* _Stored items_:
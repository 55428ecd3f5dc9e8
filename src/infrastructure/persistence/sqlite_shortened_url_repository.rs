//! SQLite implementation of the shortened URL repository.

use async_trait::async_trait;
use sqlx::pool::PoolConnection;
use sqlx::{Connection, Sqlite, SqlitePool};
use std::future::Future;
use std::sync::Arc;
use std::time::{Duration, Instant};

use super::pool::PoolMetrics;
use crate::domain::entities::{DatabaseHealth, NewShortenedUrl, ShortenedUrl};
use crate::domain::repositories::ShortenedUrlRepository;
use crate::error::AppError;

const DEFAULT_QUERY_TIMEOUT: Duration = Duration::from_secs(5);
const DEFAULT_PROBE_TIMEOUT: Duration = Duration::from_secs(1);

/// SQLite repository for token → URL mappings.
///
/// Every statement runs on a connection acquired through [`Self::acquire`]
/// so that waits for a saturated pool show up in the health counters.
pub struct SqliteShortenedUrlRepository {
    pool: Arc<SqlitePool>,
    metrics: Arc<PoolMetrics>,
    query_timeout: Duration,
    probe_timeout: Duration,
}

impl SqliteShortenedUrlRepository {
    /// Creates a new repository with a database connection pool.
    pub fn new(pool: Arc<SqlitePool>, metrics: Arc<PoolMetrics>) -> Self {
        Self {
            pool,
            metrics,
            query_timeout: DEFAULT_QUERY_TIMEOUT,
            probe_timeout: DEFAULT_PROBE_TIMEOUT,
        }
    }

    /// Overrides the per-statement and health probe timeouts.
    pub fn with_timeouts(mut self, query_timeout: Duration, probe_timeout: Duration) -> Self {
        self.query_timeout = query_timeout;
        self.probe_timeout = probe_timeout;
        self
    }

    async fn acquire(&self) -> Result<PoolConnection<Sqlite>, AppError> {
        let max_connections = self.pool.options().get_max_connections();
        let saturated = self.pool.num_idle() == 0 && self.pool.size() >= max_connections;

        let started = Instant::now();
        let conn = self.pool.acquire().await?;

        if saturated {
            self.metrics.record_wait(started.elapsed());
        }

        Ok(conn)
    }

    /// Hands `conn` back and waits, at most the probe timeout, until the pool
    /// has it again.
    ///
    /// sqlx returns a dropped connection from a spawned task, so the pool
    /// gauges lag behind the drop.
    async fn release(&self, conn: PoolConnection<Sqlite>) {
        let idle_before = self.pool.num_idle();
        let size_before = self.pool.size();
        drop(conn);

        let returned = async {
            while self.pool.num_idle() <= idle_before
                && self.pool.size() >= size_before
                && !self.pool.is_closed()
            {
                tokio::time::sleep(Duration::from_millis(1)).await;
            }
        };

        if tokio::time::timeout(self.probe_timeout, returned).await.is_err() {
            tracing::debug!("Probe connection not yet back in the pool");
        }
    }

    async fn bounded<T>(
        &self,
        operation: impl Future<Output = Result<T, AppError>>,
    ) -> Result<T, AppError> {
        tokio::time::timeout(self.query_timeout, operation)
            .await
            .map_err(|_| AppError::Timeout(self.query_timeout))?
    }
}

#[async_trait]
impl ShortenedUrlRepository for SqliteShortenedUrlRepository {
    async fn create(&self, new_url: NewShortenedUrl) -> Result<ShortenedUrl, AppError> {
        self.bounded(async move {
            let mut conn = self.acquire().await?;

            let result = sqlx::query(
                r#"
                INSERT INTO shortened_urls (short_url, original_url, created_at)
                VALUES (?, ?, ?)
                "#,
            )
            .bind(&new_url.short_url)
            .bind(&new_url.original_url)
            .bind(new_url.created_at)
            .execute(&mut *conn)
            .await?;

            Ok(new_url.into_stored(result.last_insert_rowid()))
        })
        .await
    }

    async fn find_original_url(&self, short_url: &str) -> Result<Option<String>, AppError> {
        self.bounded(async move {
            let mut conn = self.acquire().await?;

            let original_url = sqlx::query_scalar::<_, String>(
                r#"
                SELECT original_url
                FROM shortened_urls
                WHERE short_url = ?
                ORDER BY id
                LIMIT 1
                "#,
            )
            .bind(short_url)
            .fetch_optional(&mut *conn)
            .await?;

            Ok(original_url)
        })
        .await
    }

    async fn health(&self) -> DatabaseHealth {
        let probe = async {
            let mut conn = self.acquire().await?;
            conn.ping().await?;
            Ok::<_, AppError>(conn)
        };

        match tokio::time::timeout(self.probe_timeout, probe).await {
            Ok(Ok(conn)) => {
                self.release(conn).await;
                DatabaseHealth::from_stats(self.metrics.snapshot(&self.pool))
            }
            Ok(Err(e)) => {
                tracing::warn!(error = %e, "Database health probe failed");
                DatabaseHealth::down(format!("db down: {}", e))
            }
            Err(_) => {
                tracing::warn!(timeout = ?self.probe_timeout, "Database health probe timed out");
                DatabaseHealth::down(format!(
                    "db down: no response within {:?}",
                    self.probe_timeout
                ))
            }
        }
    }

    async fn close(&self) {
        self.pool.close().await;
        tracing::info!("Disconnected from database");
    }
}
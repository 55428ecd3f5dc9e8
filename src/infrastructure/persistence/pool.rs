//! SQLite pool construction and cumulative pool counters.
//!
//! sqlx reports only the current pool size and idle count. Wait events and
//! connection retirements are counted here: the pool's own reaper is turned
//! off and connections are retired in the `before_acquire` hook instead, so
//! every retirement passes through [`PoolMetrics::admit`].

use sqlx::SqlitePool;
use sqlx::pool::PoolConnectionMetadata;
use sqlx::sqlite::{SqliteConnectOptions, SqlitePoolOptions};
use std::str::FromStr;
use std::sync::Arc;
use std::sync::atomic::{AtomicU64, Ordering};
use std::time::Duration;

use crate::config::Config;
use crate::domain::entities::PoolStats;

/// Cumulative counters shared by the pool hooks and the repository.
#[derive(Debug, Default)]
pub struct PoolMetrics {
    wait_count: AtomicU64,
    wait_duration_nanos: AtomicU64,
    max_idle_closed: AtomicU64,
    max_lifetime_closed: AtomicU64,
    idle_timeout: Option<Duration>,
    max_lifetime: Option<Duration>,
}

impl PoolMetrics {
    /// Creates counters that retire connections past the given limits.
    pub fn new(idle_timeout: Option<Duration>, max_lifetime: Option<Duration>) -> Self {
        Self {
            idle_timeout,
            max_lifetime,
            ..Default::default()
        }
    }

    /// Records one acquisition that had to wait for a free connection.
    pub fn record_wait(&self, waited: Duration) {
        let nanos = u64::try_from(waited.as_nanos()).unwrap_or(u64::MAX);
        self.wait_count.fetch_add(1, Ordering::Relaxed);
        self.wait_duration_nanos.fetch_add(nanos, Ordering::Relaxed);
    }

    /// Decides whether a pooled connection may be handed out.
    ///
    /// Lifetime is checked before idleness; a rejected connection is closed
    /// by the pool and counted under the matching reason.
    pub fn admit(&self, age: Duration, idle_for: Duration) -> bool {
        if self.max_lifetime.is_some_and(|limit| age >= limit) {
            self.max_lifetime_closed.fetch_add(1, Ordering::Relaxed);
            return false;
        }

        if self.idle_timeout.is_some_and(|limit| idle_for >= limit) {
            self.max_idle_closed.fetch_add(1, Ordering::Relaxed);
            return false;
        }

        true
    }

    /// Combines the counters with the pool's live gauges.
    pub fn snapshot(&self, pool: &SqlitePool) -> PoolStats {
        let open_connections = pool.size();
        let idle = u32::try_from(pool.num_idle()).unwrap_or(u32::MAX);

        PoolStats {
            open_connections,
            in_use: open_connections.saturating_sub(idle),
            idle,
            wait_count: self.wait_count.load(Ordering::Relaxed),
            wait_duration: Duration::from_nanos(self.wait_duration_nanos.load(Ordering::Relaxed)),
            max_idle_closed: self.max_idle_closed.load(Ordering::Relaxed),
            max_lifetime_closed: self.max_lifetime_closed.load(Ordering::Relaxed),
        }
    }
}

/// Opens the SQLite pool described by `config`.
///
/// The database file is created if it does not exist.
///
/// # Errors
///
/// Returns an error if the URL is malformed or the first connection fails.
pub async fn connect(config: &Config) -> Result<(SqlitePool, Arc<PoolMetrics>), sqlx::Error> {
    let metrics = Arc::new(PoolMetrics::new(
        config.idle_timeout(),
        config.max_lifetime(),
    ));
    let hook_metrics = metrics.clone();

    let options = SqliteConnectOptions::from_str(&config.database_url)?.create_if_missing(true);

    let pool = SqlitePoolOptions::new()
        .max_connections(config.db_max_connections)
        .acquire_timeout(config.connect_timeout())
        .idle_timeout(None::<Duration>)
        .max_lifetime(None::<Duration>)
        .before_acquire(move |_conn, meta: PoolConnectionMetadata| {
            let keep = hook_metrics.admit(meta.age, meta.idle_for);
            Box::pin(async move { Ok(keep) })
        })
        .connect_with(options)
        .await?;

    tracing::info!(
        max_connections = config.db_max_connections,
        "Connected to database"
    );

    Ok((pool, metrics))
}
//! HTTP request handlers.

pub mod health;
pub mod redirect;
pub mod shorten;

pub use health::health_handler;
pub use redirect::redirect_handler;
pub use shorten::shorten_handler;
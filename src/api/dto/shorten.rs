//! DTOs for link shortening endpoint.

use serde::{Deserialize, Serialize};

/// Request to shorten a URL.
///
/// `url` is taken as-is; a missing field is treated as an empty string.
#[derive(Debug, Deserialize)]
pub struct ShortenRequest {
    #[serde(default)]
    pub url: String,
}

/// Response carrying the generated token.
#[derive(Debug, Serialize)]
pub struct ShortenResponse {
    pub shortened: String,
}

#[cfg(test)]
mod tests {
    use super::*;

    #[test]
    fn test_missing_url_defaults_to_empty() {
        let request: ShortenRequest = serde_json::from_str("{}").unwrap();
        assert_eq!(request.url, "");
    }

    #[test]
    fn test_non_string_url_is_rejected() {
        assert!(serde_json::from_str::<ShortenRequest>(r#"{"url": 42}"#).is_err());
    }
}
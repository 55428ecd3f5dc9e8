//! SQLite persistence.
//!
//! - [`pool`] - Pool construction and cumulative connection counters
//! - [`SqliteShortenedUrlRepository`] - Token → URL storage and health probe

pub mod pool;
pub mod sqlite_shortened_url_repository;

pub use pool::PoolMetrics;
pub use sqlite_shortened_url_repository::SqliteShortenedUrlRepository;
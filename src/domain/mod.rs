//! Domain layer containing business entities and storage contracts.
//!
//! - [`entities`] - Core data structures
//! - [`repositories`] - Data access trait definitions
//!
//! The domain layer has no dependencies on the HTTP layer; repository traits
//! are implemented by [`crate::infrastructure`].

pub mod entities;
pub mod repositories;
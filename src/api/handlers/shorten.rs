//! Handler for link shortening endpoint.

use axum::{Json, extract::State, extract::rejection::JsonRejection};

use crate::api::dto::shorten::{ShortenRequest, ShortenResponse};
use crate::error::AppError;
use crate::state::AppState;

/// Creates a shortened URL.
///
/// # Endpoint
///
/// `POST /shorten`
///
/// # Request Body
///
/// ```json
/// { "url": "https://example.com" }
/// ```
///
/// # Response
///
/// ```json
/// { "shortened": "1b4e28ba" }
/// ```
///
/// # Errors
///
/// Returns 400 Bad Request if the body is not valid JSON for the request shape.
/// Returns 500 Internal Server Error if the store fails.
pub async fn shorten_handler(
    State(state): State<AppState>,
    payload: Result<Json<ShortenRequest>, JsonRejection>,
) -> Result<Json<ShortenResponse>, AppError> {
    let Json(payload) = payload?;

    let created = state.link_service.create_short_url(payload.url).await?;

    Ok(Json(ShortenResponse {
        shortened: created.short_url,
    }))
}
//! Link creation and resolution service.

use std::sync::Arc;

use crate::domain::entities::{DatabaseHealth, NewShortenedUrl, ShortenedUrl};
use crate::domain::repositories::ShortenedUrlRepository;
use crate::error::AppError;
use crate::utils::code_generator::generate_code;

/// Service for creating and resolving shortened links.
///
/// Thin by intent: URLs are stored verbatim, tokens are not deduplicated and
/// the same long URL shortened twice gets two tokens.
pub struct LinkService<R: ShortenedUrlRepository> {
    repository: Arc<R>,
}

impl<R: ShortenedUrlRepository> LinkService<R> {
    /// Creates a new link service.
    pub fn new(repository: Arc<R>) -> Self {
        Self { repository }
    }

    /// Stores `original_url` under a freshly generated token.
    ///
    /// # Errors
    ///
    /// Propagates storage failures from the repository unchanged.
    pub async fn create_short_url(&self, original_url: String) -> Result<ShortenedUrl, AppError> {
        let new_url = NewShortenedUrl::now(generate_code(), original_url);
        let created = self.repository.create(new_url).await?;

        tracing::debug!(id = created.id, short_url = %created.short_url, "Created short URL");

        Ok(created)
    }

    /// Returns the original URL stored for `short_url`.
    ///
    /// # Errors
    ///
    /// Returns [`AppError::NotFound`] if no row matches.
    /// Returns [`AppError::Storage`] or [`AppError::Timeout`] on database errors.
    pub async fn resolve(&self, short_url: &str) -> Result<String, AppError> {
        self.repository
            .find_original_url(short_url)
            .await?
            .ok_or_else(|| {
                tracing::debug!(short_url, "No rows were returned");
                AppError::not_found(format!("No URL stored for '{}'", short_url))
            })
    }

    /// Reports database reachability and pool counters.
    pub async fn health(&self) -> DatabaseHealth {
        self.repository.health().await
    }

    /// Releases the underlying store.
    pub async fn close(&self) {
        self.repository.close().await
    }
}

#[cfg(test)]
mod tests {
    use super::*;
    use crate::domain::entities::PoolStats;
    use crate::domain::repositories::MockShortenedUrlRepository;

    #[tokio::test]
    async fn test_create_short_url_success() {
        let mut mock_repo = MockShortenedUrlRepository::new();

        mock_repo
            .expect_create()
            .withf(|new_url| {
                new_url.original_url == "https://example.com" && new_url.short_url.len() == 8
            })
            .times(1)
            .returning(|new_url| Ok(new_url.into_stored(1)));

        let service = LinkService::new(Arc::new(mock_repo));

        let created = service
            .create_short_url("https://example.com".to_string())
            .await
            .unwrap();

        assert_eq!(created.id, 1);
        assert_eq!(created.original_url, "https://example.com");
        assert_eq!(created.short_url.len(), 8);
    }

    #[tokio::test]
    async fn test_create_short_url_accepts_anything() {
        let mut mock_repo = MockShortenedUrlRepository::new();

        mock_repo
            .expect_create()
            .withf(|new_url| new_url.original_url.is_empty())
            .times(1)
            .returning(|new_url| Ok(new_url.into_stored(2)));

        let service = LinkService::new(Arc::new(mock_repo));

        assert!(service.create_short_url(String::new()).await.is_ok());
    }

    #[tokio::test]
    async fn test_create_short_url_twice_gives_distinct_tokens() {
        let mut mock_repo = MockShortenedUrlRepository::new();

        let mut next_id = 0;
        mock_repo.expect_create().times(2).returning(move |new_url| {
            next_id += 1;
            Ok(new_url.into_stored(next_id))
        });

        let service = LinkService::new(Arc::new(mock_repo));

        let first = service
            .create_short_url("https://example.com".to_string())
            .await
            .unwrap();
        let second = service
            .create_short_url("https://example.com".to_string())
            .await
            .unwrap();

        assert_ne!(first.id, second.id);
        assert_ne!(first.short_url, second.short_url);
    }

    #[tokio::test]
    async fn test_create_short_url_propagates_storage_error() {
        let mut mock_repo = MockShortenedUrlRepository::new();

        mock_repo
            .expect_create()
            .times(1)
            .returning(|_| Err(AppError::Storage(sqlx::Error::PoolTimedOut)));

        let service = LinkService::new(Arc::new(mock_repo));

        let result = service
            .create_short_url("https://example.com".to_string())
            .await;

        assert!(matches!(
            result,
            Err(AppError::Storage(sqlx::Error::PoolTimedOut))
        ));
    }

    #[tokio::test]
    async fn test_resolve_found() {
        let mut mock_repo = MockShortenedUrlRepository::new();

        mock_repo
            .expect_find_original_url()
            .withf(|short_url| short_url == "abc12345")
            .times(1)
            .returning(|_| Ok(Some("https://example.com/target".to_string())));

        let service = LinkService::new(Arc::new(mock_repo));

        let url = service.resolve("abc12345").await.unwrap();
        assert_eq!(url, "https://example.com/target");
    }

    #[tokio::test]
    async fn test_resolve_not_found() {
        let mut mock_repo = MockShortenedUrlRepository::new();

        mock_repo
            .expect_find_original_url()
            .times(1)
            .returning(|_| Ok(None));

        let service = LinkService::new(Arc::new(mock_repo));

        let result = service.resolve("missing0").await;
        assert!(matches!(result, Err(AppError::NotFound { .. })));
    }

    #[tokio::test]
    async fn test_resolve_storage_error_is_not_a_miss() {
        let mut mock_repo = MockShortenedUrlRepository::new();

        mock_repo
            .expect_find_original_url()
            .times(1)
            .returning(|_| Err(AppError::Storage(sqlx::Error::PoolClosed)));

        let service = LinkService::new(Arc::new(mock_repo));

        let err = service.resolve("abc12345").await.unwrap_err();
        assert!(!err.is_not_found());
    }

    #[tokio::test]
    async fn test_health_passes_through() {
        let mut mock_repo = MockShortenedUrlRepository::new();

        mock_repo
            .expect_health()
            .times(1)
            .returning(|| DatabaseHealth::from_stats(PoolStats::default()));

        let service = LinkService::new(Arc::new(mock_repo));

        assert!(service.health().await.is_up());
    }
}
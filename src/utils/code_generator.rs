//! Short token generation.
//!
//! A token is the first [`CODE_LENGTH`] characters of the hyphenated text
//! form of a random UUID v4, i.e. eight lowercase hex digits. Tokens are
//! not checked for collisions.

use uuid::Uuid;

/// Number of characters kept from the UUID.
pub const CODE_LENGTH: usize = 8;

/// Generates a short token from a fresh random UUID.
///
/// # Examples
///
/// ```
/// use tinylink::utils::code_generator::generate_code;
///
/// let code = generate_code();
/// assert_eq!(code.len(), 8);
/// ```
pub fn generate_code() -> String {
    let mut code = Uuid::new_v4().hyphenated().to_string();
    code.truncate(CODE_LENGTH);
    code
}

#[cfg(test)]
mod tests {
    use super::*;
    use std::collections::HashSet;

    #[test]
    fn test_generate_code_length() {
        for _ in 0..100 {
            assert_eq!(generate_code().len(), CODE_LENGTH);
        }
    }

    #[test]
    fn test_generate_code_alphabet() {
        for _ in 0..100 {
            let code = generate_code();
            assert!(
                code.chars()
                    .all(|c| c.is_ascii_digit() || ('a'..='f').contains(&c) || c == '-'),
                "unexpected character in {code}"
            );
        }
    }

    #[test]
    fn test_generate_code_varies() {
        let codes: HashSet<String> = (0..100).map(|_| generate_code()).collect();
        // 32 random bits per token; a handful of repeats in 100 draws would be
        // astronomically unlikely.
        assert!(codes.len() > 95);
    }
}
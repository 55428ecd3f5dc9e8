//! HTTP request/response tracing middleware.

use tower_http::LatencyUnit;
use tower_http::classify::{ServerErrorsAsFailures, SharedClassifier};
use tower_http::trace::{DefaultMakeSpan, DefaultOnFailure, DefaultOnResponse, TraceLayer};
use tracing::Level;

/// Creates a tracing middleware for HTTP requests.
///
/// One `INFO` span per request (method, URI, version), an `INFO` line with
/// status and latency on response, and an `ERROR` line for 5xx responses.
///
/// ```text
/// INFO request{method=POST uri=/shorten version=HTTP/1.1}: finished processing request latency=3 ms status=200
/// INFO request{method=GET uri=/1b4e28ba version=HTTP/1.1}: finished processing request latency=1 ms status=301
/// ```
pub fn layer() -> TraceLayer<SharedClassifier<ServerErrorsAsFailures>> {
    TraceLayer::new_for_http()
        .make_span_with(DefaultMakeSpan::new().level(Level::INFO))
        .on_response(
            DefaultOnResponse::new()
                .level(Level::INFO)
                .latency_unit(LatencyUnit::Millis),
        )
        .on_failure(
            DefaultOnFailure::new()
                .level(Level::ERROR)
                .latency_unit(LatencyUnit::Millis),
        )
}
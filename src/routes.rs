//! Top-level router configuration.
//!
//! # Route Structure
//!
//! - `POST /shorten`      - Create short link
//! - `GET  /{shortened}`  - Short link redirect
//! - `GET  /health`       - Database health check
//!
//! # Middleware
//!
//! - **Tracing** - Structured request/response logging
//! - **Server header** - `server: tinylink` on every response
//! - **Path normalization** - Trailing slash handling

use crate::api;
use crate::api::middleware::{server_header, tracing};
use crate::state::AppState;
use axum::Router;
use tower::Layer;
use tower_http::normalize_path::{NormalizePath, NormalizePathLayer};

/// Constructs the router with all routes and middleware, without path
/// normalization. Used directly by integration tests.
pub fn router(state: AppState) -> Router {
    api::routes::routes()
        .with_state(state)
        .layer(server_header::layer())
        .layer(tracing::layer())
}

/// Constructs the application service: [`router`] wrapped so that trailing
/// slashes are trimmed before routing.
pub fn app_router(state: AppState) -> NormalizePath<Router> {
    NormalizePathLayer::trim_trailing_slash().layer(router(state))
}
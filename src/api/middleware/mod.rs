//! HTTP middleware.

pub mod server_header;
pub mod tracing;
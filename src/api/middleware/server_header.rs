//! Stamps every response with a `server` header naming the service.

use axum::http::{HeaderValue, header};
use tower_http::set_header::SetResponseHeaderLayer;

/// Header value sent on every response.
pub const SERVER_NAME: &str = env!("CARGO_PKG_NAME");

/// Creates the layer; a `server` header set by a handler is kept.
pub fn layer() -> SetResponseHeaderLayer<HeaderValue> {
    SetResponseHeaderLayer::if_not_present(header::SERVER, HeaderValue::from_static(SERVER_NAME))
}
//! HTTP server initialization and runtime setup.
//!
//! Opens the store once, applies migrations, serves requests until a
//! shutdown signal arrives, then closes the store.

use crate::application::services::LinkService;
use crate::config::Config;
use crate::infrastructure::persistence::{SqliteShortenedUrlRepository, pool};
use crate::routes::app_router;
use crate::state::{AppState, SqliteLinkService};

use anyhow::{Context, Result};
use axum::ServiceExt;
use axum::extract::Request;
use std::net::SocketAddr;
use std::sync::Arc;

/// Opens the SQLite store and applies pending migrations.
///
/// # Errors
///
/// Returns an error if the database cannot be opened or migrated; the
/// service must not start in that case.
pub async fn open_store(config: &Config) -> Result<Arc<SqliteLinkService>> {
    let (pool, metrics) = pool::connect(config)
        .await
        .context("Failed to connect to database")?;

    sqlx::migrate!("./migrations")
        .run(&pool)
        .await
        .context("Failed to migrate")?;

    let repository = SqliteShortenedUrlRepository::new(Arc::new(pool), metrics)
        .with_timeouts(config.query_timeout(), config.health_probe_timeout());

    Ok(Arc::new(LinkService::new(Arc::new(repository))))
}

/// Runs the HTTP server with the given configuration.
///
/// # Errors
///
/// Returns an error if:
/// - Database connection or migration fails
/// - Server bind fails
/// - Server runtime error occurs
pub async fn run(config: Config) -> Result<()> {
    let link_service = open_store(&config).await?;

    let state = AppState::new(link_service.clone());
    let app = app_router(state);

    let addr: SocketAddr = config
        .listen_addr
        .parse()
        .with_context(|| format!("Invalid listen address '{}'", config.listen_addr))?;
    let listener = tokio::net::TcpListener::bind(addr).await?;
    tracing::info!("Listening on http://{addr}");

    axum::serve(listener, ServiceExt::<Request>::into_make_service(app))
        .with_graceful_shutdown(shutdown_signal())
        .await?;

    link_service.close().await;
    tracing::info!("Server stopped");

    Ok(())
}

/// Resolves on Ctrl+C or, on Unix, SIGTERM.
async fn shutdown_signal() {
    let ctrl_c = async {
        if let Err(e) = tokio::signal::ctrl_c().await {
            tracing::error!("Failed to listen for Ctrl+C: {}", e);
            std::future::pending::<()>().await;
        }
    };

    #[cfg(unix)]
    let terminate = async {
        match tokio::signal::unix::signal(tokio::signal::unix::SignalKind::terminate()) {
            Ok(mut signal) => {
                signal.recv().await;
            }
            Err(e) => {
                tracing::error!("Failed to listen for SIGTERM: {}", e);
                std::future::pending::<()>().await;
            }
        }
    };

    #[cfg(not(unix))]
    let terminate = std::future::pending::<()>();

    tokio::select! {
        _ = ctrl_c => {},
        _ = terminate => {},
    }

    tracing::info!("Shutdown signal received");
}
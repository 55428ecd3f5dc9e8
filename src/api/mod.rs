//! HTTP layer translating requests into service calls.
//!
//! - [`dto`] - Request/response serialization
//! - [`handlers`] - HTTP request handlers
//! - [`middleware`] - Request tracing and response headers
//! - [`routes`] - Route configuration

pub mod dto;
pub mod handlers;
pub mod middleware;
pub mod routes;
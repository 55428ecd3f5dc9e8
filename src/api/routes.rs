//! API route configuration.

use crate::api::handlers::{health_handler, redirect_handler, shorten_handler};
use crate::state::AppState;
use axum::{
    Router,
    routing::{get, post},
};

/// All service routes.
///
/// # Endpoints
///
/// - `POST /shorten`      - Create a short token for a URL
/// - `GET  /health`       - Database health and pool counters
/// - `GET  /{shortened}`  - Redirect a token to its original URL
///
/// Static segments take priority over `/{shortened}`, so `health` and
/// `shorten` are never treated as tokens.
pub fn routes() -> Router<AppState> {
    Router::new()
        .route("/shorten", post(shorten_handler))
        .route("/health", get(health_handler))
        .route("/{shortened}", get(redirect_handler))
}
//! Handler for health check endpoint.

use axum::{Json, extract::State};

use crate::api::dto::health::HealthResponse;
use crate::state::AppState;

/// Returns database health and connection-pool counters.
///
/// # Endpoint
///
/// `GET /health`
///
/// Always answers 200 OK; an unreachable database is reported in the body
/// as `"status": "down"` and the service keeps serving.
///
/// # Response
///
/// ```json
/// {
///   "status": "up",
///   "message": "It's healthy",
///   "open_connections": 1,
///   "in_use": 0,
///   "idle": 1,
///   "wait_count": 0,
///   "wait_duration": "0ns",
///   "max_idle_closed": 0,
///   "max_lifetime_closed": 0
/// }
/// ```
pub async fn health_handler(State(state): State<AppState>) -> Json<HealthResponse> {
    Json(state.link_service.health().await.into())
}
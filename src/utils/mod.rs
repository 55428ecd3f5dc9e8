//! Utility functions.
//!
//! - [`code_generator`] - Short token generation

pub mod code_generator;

* _WHAT TO PRODUCE_: Where does the string "move" appear in the records above? Show every line that holds it.

* _RESPONSE TO THIS EXERCISE_:
        self.bounded(async move {
        self.bounded(async move {
        .before_acquire(move |_conn, meta: PoolConnectionMetadata| {
            Box::pin(async move { Ok(keep) })
        mock_repo.expect_create().times(2).returning(move |new_url| {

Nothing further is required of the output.